● **Task statement**: Your task is to gather the lines below that hold the string "flag".

● **Exercise material**:
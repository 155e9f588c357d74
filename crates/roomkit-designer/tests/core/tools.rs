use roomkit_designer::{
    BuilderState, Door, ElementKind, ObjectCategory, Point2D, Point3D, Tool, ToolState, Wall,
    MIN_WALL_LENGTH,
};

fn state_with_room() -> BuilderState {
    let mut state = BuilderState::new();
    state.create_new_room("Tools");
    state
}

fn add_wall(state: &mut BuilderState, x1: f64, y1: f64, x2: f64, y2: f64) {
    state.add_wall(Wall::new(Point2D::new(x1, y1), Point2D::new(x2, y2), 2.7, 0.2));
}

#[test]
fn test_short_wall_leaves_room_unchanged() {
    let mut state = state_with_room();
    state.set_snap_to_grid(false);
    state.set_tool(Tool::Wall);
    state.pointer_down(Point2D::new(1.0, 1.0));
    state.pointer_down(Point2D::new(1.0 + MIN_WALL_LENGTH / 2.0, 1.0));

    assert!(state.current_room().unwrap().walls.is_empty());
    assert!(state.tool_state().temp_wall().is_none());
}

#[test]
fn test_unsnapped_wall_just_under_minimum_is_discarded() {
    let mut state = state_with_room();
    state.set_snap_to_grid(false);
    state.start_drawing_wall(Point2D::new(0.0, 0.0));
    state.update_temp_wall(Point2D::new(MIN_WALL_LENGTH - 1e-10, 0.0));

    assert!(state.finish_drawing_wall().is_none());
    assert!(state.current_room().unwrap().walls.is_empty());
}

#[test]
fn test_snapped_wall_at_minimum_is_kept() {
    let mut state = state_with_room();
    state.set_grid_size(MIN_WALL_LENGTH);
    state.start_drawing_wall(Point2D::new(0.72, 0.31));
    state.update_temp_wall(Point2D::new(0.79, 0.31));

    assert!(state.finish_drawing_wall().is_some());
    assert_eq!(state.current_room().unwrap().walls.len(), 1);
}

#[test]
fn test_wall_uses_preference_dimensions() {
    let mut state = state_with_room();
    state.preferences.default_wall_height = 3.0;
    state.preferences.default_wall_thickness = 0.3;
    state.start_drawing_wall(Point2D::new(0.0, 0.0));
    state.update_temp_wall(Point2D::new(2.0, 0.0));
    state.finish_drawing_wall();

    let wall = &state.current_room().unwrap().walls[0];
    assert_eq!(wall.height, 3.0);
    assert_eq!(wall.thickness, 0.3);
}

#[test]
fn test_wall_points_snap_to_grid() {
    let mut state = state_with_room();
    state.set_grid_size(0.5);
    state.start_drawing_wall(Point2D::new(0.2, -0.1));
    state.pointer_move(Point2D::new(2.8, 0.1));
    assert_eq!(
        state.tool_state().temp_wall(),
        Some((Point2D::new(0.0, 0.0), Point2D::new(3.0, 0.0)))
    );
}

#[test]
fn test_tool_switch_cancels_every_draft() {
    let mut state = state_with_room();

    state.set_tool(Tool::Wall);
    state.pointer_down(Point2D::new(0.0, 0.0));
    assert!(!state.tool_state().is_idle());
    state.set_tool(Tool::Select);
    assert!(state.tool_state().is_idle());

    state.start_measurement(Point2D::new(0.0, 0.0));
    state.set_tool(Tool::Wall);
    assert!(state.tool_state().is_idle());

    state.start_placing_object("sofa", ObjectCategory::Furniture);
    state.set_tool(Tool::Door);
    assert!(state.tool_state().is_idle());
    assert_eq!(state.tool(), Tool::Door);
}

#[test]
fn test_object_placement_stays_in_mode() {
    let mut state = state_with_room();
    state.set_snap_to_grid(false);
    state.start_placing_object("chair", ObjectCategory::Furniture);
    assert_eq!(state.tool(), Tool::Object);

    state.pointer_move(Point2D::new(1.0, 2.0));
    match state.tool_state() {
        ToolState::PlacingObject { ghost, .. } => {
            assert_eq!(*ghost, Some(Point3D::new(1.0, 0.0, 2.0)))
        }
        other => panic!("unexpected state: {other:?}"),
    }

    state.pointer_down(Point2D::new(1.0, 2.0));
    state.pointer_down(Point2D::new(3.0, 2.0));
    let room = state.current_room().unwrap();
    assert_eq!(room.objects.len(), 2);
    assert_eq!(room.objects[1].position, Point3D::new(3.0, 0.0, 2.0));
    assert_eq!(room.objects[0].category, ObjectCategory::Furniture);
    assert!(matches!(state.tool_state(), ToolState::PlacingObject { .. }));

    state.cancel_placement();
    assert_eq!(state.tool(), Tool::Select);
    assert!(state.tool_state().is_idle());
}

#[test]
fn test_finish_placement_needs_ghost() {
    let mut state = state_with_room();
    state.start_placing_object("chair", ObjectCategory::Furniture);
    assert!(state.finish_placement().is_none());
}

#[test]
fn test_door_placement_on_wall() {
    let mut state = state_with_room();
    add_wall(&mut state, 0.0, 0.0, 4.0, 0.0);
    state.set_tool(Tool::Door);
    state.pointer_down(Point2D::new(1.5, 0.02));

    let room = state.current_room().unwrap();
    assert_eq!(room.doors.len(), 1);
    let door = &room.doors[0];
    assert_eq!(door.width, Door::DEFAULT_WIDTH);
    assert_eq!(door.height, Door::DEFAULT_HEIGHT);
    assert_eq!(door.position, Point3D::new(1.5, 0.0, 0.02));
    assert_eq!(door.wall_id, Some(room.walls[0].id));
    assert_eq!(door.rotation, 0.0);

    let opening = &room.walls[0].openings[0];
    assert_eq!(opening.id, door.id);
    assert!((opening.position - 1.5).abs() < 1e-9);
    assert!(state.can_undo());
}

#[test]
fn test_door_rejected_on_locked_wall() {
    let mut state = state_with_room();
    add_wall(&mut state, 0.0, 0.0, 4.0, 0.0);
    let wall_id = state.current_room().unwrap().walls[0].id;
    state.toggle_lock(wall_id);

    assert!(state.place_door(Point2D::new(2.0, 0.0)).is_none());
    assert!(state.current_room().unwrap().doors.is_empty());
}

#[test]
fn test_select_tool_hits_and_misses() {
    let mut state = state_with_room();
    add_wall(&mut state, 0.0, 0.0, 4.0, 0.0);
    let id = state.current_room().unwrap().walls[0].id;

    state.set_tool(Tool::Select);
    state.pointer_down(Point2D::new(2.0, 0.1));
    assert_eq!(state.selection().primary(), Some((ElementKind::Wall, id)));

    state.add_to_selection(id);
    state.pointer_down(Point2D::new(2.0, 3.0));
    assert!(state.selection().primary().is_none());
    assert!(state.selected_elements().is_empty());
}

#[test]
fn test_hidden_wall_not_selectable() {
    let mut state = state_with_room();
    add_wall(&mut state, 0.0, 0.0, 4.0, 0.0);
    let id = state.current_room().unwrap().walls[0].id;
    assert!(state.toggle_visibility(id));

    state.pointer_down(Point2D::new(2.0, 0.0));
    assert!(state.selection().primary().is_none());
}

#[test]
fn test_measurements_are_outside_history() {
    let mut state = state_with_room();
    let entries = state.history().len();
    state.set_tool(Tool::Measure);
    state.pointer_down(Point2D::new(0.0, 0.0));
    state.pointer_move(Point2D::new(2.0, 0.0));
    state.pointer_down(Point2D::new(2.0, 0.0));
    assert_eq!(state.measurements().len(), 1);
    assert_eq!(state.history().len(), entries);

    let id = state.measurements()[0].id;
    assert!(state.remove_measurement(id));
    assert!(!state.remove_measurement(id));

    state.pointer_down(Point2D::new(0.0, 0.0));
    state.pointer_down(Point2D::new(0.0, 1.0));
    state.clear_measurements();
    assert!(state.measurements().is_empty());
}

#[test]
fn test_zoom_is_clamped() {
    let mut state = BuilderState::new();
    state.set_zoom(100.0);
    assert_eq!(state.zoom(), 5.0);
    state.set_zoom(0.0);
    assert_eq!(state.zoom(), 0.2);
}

==

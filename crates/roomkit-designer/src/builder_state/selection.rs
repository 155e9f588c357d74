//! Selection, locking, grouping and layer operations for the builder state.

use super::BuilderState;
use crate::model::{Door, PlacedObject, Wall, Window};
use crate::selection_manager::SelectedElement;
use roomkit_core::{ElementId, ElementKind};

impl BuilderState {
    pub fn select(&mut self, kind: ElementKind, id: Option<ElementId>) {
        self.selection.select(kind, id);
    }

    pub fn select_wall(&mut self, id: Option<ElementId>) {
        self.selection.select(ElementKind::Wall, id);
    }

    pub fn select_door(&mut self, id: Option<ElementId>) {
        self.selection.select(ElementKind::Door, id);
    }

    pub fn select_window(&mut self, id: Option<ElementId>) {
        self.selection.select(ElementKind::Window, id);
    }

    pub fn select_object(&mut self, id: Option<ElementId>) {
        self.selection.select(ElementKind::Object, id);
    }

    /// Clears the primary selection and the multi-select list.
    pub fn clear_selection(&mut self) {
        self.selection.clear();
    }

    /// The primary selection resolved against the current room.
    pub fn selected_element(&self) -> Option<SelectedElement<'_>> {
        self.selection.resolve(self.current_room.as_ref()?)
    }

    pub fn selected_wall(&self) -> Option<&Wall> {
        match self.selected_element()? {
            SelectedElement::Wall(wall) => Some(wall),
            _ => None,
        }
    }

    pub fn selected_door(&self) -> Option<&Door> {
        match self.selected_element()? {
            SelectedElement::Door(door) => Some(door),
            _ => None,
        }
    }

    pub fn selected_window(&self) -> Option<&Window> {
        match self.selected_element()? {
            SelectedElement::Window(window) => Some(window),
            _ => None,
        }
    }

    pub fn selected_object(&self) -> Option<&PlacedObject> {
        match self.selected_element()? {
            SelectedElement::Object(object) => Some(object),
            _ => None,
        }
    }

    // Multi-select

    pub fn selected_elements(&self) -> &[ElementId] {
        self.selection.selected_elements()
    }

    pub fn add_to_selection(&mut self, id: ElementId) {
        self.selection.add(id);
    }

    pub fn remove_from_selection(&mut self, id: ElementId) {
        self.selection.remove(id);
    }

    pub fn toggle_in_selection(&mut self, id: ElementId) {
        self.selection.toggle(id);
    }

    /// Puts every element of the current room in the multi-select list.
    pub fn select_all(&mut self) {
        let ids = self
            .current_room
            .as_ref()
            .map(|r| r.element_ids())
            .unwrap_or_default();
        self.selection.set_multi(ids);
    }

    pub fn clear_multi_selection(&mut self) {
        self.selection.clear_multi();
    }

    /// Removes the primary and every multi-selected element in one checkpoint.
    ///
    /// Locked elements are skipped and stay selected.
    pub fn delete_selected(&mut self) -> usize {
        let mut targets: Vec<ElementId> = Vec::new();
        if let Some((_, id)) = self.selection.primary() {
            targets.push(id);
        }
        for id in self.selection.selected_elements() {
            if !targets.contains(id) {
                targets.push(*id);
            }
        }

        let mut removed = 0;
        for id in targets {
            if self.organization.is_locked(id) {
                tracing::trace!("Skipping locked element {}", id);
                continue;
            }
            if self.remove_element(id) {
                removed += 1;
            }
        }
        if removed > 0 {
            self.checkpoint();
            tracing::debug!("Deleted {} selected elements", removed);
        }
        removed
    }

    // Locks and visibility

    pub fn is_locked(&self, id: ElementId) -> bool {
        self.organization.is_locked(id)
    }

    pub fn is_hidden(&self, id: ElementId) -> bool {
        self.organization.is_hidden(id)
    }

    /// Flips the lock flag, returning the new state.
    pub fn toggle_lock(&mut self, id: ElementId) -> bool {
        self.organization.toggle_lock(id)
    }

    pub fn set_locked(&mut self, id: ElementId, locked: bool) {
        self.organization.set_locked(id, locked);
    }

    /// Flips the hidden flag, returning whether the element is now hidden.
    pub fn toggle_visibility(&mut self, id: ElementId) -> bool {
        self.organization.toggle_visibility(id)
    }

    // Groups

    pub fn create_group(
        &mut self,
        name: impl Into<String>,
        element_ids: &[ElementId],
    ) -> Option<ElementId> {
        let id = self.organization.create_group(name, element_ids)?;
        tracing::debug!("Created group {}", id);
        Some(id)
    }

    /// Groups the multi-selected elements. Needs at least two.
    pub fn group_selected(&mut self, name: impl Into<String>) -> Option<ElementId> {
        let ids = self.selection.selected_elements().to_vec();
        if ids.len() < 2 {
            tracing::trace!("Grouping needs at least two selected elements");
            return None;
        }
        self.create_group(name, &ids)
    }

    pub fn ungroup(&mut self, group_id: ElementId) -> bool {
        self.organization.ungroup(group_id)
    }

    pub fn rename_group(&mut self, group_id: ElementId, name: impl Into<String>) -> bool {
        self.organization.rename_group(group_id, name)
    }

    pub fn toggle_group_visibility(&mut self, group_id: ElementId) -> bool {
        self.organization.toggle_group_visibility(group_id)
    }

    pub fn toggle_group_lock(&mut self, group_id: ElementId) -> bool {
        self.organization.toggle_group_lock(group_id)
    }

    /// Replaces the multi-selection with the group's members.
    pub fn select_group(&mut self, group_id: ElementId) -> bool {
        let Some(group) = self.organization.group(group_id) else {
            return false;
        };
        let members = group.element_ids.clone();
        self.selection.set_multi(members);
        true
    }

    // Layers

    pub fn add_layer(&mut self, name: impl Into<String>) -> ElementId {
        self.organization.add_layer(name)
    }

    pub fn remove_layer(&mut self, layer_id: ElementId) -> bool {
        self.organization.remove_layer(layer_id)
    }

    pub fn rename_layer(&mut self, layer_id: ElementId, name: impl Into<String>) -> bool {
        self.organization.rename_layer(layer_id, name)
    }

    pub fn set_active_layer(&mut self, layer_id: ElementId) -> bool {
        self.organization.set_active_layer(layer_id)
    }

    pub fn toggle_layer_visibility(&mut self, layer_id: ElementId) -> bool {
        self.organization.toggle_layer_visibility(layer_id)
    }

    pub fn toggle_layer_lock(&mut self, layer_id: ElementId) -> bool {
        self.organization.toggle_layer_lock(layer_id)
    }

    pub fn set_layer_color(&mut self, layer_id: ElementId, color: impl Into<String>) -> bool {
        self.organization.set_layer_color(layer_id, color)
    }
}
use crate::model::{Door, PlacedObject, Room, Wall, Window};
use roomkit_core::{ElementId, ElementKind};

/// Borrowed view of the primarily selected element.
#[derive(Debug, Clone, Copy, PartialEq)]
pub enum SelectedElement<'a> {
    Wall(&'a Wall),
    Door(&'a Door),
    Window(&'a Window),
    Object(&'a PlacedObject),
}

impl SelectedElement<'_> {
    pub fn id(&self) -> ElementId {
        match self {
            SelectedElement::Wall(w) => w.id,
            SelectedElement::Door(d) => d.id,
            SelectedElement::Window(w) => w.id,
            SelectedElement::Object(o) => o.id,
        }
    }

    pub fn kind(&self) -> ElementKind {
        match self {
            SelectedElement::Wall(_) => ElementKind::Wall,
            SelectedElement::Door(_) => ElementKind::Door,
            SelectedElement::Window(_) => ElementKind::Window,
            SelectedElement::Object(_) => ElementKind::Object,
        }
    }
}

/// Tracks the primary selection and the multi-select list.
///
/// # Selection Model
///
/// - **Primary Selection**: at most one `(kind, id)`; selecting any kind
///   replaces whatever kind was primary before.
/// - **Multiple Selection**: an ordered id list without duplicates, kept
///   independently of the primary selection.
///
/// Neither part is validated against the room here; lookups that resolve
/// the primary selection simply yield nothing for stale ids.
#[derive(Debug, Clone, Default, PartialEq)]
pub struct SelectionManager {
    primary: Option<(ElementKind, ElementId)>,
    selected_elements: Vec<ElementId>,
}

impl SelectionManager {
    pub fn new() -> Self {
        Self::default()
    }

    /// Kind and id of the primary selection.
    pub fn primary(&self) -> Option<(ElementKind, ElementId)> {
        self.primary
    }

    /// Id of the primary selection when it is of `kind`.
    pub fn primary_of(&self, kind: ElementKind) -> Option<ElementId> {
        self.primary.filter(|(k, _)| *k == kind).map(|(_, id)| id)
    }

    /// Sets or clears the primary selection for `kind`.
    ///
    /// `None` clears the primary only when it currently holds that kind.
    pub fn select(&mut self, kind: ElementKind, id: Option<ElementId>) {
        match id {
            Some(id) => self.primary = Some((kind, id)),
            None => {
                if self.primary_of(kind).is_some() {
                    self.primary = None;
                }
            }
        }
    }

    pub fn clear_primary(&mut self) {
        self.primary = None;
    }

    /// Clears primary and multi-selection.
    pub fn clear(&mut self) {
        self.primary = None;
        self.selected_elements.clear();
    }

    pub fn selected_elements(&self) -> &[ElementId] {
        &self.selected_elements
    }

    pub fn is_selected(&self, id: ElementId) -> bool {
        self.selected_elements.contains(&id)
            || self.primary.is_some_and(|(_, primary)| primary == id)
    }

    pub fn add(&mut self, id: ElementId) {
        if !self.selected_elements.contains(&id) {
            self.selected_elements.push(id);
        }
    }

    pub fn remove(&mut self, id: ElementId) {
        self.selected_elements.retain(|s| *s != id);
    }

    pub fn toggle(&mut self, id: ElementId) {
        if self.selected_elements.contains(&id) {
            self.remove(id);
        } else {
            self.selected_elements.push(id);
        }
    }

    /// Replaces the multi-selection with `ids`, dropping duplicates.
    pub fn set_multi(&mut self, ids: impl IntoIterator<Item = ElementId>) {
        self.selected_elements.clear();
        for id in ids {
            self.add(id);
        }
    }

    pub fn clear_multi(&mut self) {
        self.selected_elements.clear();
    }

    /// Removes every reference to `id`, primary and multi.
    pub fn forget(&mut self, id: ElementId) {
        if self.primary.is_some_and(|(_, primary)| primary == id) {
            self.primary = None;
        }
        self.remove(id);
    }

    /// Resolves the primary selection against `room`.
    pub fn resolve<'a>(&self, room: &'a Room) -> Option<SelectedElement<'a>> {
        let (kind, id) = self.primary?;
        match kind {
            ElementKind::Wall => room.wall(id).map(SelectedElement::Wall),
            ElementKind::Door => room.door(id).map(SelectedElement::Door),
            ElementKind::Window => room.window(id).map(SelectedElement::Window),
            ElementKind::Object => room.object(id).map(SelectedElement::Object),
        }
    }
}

● **Result of the exercise**:
    /// Flips the lock flag, returning the new state.
    /// Flips the hidden flag, returning whether the element is now hidden.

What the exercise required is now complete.